The OP does not represent black fans, but he does represent a small few who can sometimes be the loudest ones in the room. He made it clear in his post that he see's Loma as a "White hype" and only being praised because he is in fact White. Like i said, he is the first one on this site to bash Loma like that. Youtube does in fact have quite a lot of "Pro Black" boxing channels and they seem to always go after the non black fighters who are receiving praise. With that said, there are also flat out Anti Black boxing fans as well, I could understand people not liking Floyd or Broner due to the cockyness but when they are shitting on guys like Spence, Porter, Davis ect. then there is no excuse being that these are some of the nicest well spoken guys in boxing and are very entertaining while in the ring as well.


----------



## ShinyDiscoBall (Apr 10, 2015)

bballchump11 said:


> It's sad black fans are the only ones who ever get accused of this. Mexican, Puerto Rican, Cubans, British and Russians support the hell out of their fighters, and I respect that. I can't speak for the OP, but you decided to make him the representative of a whole race. So I can say that I like a certain style of fighter. I like thinkers and I also like brash guys outside the ring.
> 
> Shit my favorite UFC fighters currently (not counting washed up Anderson Silva) are McGregor, Wonder Boy and Jon Jones in that order.

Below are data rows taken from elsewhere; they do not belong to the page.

use rbtree::red_black::Tree;
use quickcheck_macros::quickcheck;

use std::collections::{BTreeMap, HashSet};

use crate::{init_logging, Op};

/// Applies a set of operations to a tree and to a multiset of keys.
/// This way we can ensure that after a random smattering of inserts
/// and removes the tree holds exactly the keys in the multiset. Returns
/// `false` as soon as the tree disagrees with the model.
fn do_ops(ops: &[Op<i8>], tree: &mut Tree, model: &mut BTreeMap<i32, usize>) -> bool {
    for op in ops {
        match *op {
            Op::Insert(k) => {
                let key = i32::from(k);
                tree.insert(key);
                *model.entry(key).or_default() += 1;
            }
            Op::Remove(k) => {
                let key = i32::from(k);
                let expected = match model.get(&key).copied() {
                    Some(1) => {
                        model.remove(&key);
                        true
                    }
                    Some(count) => {
                        model.insert(key, count - 1);
                        true
                    }
                    None => false,
                };
                if tree.remove(key) != expected {
                    return false;
                }
            }
            Op::Contains(k) => {
                let key = i32::from(k);
                if tree.contains(key) != model.contains_key(&key) {
                    return false;
                }
            }
        }
        if tree.validate().is_err() {
            return false;
        }
    }

    true
}

#[quickcheck]
fn fuzz_multiple_operations_i8(ops: Vec<Op<i8>>) -> bool {
    init_logging();
    let mut tree = Tree::new();
    let mut model = BTreeMap::new();

    do_ops(&ops, &mut tree, &mut model)
        && tree.len() == model.values().sum::<usize>()
        && (i8::MIN..=i8::MAX)
            .map(i32::from)
            .all(|k| tree.contains(k) == model.contains_key(&k))
}

#[quickcheck]
fn contains(xs: Vec<i32>) -> bool {
    let tree: Tree = xs.iter().copied().collect();

    xs.iter().all(|x| tree.contains(*x))
}

#[quickcheck]
fn contains_not(xs: Vec<i32>, nots: Vec<i32>) -> bool {
    let tree: Tree = xs.iter().copied().collect();
    let added: HashSet<_> = xs.into_iter().collect();
    let nots: HashSet<_> = nots.into_iter().collect();
    let mut nots = nots.difference(&added);

    nots.all(|x| !tree.contains(*x))
}

#[quickcheck]
fn with_deletions(xs: Vec<i8>, deletes: Vec<i8>) -> bool {
    let mut tree: Tree = xs.iter().map(|&x| i32::from(x)).collect();
    let mut still_present = xs;
    for delete in &deletes {
        // We may have inserted the same value multiple times - each remove
        // only takes one of them.
        let removed = tree.remove((*delete).into());
        match still_present.iter().position(|x| x == delete) {
            Some(pos) => {
                still_present.swap_remove(pos);
                if !removed {
                    return false;
                }
            }
            None if removed => return false,
            None => {}
        }
    }

    still_present.iter().all(|x| tree.contains((*x).into()))
        && tree.len() == still_present.len()
        && tree.validate().is_ok()
}

#[quickcheck]
fn height_is_logarithmic(xs: Vec<i32>) -> bool {
    let tree: Tree = xs.iter().copied().collect();
    let bound = 2.0 * ((xs.len() + 1) as f64).log2();

    tree.height() as f64 <= bound
}

#[quickcheck]
fn removing_missing_key_changes_nothing(xs: Vec<i8>, missing: i8) -> bool {
    let mut tree: Tree = xs
        .iter()
        .filter(|&&x| x != missing)
        .map(|&x| i32::from(x))
        .collect();
    let before = format!("{tree:?}");

    !tree.remove(missing.into()) && format!("{tree:?}") == before
}

#[quickcheck]
fn black_height_matches_validation(xs: Vec<i8>, deletes: Vec<i8>) -> bool {
    let mut tree: Tree = xs.iter().map(|&x| i32::from(x)).collect();
    for delete in deletes {
        tree.remove(delete.into());
    }

    tree.validate() == Ok(tree.black_height())
}

#[quickcheck]
fn render_has_a_line_per_level(xs: Vec<i8>) -> bool {
    let tree: Tree = xs.iter().map(|&x| i32::from(x)).collect();

    tree.render().lines().count() == tree.height() + 1
}

#[quickcheck]
fn insert_text_matches_parse(xs: Vec<u16>) -> bool {
    let text = xs
        .iter()
        .map(ToString::to_string)
        .collect::<Vec<_>>()
        .join(", ");
    let mut tree = Tree::new();

    tree.insert_text(&text) == Ok(xs.len())
        && xs.iter().all(|&x| tree.contains(x.into()))
}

don't know if you're black, but if you are, it's sad when black people feel they have to prove that just because they're black doesn't mean they have to favor a black fighter...and as far as me "representing the whole race," i think 99.99% of black people who knew or cared about boxing would agree that it's a slap in the face for a relatively unproven guy like lomachenko to be ranked #1 pfp above ward, terrence crawford, spence, thurman and a whole lotta other guys who have done far more in the sport...very reminiscent of the cooney-holmes situation way back.


----------



## Medicine (Jun 4, 2013)

ShinyDiscoBall said:


> how exactly am i racist?....go ahead and spell it out for me. You can't because you know you're fulla sht. saying loma is overhyped is not racist...you people look for racism everywhere it's not.


"boxing is so starved or a white or euro or any thing other than an african american or afro latino start...it's fkin pathetic."

I will take your word for it that you are not a racist, but lets be for real, comments like the one above can lead people to think you are.


----------



## ShinyDiscoBall (Apr 10, 2015)

Bogotazo said:


> Marriaga is a solid fighter. If he landed sneaky shots here and there it was because he has great timing and Loma isn't infallible, not because Loma has some glaring weakness.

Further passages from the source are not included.